§ **Problem details**: What lines of the data include the string "with"? Copy them all.

■ ■ ■ ■ ■ ■ ■

//! Submit-and-poll state machine.
//!
//! One algorithm drives every [`JobTransport`]:
//!
//! 1. Submit. A rejection ends the job with [`CoreError::Submission`].
//! 2. Until the timeout: sleep `min(poll_interval, remaining)`, poll,
//!    stop on a terminal status. Retryable transport errors are logged
//!    and polling continues. Between polls, if the transport has a health
//!    check and `health_check_interval` has passed since the last one,
//!    check it. An unhealthy engine ends the job with
//!    [`CoreError::EngineUnresponsive`].
//! 3. No terminal status before the timeout: [`JobStatus::TimedOut`].

use std::time::Duration;

use chrono::Utc;
use comfyrun_core::error::CoreError;
use comfyrun_core::graph::TaskGraph;
use comfyrun_core::job::{Job, JobStatus, JobTransport};
use tokio::time::Instant;

use crate::tracker::StatusTracker;

/// Timing knobs for one execution.
#[derive(Debug, Clone, Copy, PartialEq, Eq)]
pub struct ExecutionPolicy {
    /// Budget measured from successful submission.
    pub timeout: Duration,
    pub poll_interval: Duration,
    /// Minimum spacing between transport health checks.
    pub health_check_interval: Duration,
}

impl Default for ExecutionPolicy {
    fn default() -> Self {
        Self {
            timeout: Duration::from_secs(300),
            poll_interval: Duration::from_secs(2),
            health_check_interval: Duration::from_secs(5),
        }
    }
}

/// Result of [`execute`]: the job, its final status, and how many polls
/// it took.
#[derive(Debug, Clone)]
pub struct JobOutcome {
    pub job: Job,
    pub status: JobStatus,
    pub polls: u32,
}

/// Submit `graph` through `transport` and poll until terminal or timeout.
///
/// A timeout is not an error here: the outcome carries
/// [`JobStatus::TimedOut`]. Use [`JobStatus::to_failure`] to turn
/// non-success outcomes into errors.
pub async fn execute(
    transport: &dyn JobTransport,
    graph: TaskGraph,
    policy: &ExecutionPolicy,
) -> Result<JobOutcome, CoreError> {
    let id = transport.submit(&graph).await.map_err(|e| match e {
        CoreError::Submission(_) => e,
        other => CoreError::Submission(other.to_string()),
    })?;

    let job = Job {
        id,
        graph,
        submitted_at: Utc::now(),
    };
    tracing::info!(job_id = %job.id, nodes = job.graph.len(), "Job submitted");

    let started = Instant::now();
    let mut last_health_check = started;
    let mut tracker = StatusTracker::new();
    let mut polls = 0u32;

    while started.elapsed() < policy.timeout {
        let remaining = policy.timeout.saturating_sub(started.elapsed());
        tokio::time::sleep(policy.poll_interval.min(remaining)).await;

        polls += 1;
        match transport.poll_status(&job.id).await {
            Ok(status) => {
                let status = tracker.observe(status);
                if status.is_terminal() {
                    tracing::info!(
                        job_id = %job.id,
                        status = status.label(),
                        polls,
                        elapsed_ms = started.elapsed().as_millis() as u64,
                        "Job reached terminal status",
                    );
                    return Ok(JobOutcome { job, status, polls });
                }
                tracing::debug!(job_id = %job.id, status = status.label(), polls, "Job not finished");
            }
            Err(e) if e.is_retryable() => {
                tracing::warn!(job_id = %job.id, error = %e, "Status poll failed, retrying");
            }
            Err(e) => return Err(e),
        }

        if last_health_check.elapsed() > policy.health_check_interval {
            if let Some(healthy) = transport.health_check().await {
                last_health_check = Instant::now();
                if !healthy {
                    tracing::error!(job_id = %job.id, "Engine failed health check during execution");
                    return Err(CoreError::EngineUnresponsive(format!(
                        "Engine stopped responding while job {} was running",
                        job.id
                    )));
                }
            }
        }
    }

    let status = tracker.observe(JobStatus::TimedOut);
    tracing::warn!(
        job_id = %job.id,
        timeout_secs = policy.timeout.as_secs(),
        polls,
        "Job timed out",
    );
    Ok(JobOutcome { job, status, polls })
}

#[cfg(test)]
mod tests {
    use std::collections::VecDeque;
    use std::sync::atomic::{AtomicUsize, Ordering};
    use std::sync::Mutex;

    use assert_matches::assert_matches;
    use comfyrun_core::graph::parse_graph;
    use comfyrun_core::types::JobId;
    use serde_json::json;

    use super::*;

    // ---------------------------------------------------------------
    // Scripted transport
    // ---------------------------------------------------------------

    /// Replays a scripted list of poll results; repeats `fallback` once
    /// the script runs out.
    struct Scripted {
        submit_error: Mutex<Option<CoreError>>,
        polls: Mutex<VecDeque<Result<JobStatus, CoreError>>>,
        fallback: JobStatus,
        health: Option<bool>,
        health_checks: AtomicUsize,
    }

    impl Scripted {
        fn new(polls: Vec<Result<JobStatus, CoreError>>, fallback: JobStatus) -> Self {
            Self {
                submit_error: Mutex::new(None),
                polls: Mutex::new(polls.into()),
                fallback,
                health: None,
                health_checks: AtomicUsize::new(0),
            }
        }
    }

    #[async_trait::async_trait]
    impl JobTransport for Scripted {
        async fn submit(&self, _graph: &TaskGraph) -> Result<JobId, CoreError> {
            let error = self.submit_error.lock().unwrap().take();
            match error {
                Some(e) => Err(e),
                None => Ok("job-1".into()),
            }
        }

        async fn poll_status(&self, _job_id: &str) -> Result<JobStatus, CoreError> {
            let next = self.polls.lock().unwrap().pop_front();
            next.unwrap_or_else(|| Ok(self.fallback.clone()))
        }

        async fn health_check(&self) -> Option<bool> {
            self.health_checks.fetch_add(1, Ordering::SeqCst);
            self.health
        }
    }

    fn graph() -> TaskGraph {
        parse_graph(&json!({ "1": { "class_type": "SaveImage", "inputs": {} } })).unwrap()
    }

    fn policy(timeout_secs: u64, poll_secs: u64, health_ms: u64) -> ExecutionPolicy {
        ExecutionPolicy {
            timeout: Duration::from_secs(timeout_secs),
            poll_interval: Duration::from_secs(poll_secs),
            health_check_interval: Duration::from_millis(health_ms),
        }
    }

    fn assert_elapsed_about(start: Instant, secs: u64) {
        let elapsed = start.elapsed();
        assert!(elapsed >= Duration::from_secs(secs), "{elapsed:?}");
        assert!(elapsed < Duration::from_secs(secs) + Duration::from_millis(100), "{elapsed:?}");
    }

    // ---------------------------------------------------------------
    // Terminal outcomes
    // ---------------------------------------------------------------

    #[tokio::test(start_paused = true)]
    async fn succeeds_after_two_queued_polls() {
        let transport = Scripted::new(
            vec![Ok(JobStatus::Queued), Ok(JobStatus::Queued)],
            JobStatus::Succeeded(vec![]),
        );

        let outcome = execute(&transport, graph(), &policy(10, 1, 5_000)).await.unwrap();
        assert_eq!(outcome.status, JobStatus::Succeeded(vec![]));
        assert_eq!(outcome.polls, 3);
        assert_eq!(outcome.job.id, "job-1");
    }

    #[tokio::test(start_paused = true)]
    async fn times_out_at_budget() {
        let transport = Scripted::new(vec![], JobStatus::Running);
        let start = Instant::now();

        let outcome = execute(&transport, graph(), &policy(5, 1, 60_000)).await.unwrap();

        assert_eq!(outcome.status, JobStatus::TimedOut);
        assert_elapsed_about(start, 5);
        assert_matches!(outcome.status.to_failure(5), Err(CoreError::Timeout { secs: 5 }));
    }

    #[tokio::test(start_paused = true)]
    async fn last_sleep_is_clamped_to_remaining_budget() {
        let transport = Scripted::new(vec![], JobStatus::Queued);
        let start = Instant::now();

        let outcome = execute(&transport, graph(), &policy(5, 2, 60_000)).await.unwrap();

        assert_eq!(outcome.status, JobStatus::TimedOut);
        assert_eq!(outcome.polls, 3);
        assert_elapsed_about(start, 5);
    }

    #[tokio::test(start_paused = true)]
    async fn failed_and_cancelled_are_terminal() {
        let failed = Scripted::new(vec![Ok(JobStatus::Running)], JobStatus::Failed("oom".into()));
        let outcome = execute(&failed, graph(), &policy(10, 1, 60_000)).await.unwrap();
        assert_eq!(outcome.status, JobStatus::Failed("oom".into()));

        let cancelled = Scripted::new(vec![], JobStatus::Cancelled);
        let outcome = execute(&cancelled, graph(), &policy(10, 1, 60_000)).await.unwrap();
        assert_eq!(outcome.status, JobStatus::Cancelled);
        assert_eq!(outcome.polls, 1);
    }

    // ---------------------------------------------------------------
    // Errors
    // ---------------------------------------------------------------

    #[tokio::test(start_paused = true)]
    async fn retryable_poll_errors_keep_polling() {
        let transport = Scripted::new(
            vec![
                Err(CoreError::Transport { message: "reset".into(), retryable: true }),
                Ok(JobStatus::Running),
            ],
            JobStatus::Succeeded(vec![]),
        );

        let outcome = execute(&transport, graph(), &policy(10, 1, 60_000)).await.unwrap();
        assert_eq!(outcome.polls, 3);
        assert_eq!(outcome.status, JobStatus::Succeeded(vec![]));
    }

    #[tokio::test(start_paused = true)]
    async fn fatal_poll_error_propagates() {
        let transport = Scripted::new(
            vec![Err(CoreError::Transport { message: "401".into(), retryable: false })],
            JobStatus::Running,
        );

        assert_matches!(
            execute(&transport, graph(), &policy(10, 1, 60_000)).await,
            Err(CoreError::Transport { retryable: false, .. })
        );
    }

    #[tokio::test(start_paused = true)]
    async fn submission_failure_is_not_retried() {
        let transport = Scripted {
            submit_error: Mutex::new(Some(CoreError::Transport {
                message: "refused".into(),
                retryable: true,
            })),
            ..Scripted::new(vec![], JobStatus::Running)
        };

        assert_matches!(
            execute(&transport, graph(), &policy(10, 1, 60_000)).await,
            Err(CoreError::Submission(msg)) if msg.contains("refused")
        );
    }

    #[tokio::test(start_paused = true)]
    async fn unhealthy_engine_aborts() {
        let transport = Scripted {
            health: Some(false),
            ..Scripted::new(vec![], JobStatus::Running)
        };
        let start = Instant::now();

        assert_matches!(
            execute(&transport, graph(), &policy(30, 1, 2_500)).await,
            Err(CoreError::EngineUnresponsive(_))
        );
        assert_elapsed_about(start, 3);
        assert_eq!(transport.health_checks.load(Ordering::SeqCst), 1);
    }

    #[tokio::test(start_paused = true)]
    async fn health_checks_are_spaced_by_interval() {
        let transport = Scripted {
            health: Some(true),
            ..Scripted::new(vec![], JobStatus::Running)
        };

        let outcome = execute(&transport, graph(), &policy(10, 1, 2_500)).await.unwrap();
        assert_eq!(outcome.status, JobStatus::TimedOut);
        // Checks after polls 3, 6 and 9.
        assert_eq!(transport.health_checks.load(Ordering::SeqCst), 3);
    }
}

■ ■ ■ ■ ■ ■ ■

§ **Problem solution**:
//! 1. Submit. A rejection ends the job with [`CoreError::Submission`].
//!    check it. An unhealthy engine ends the job with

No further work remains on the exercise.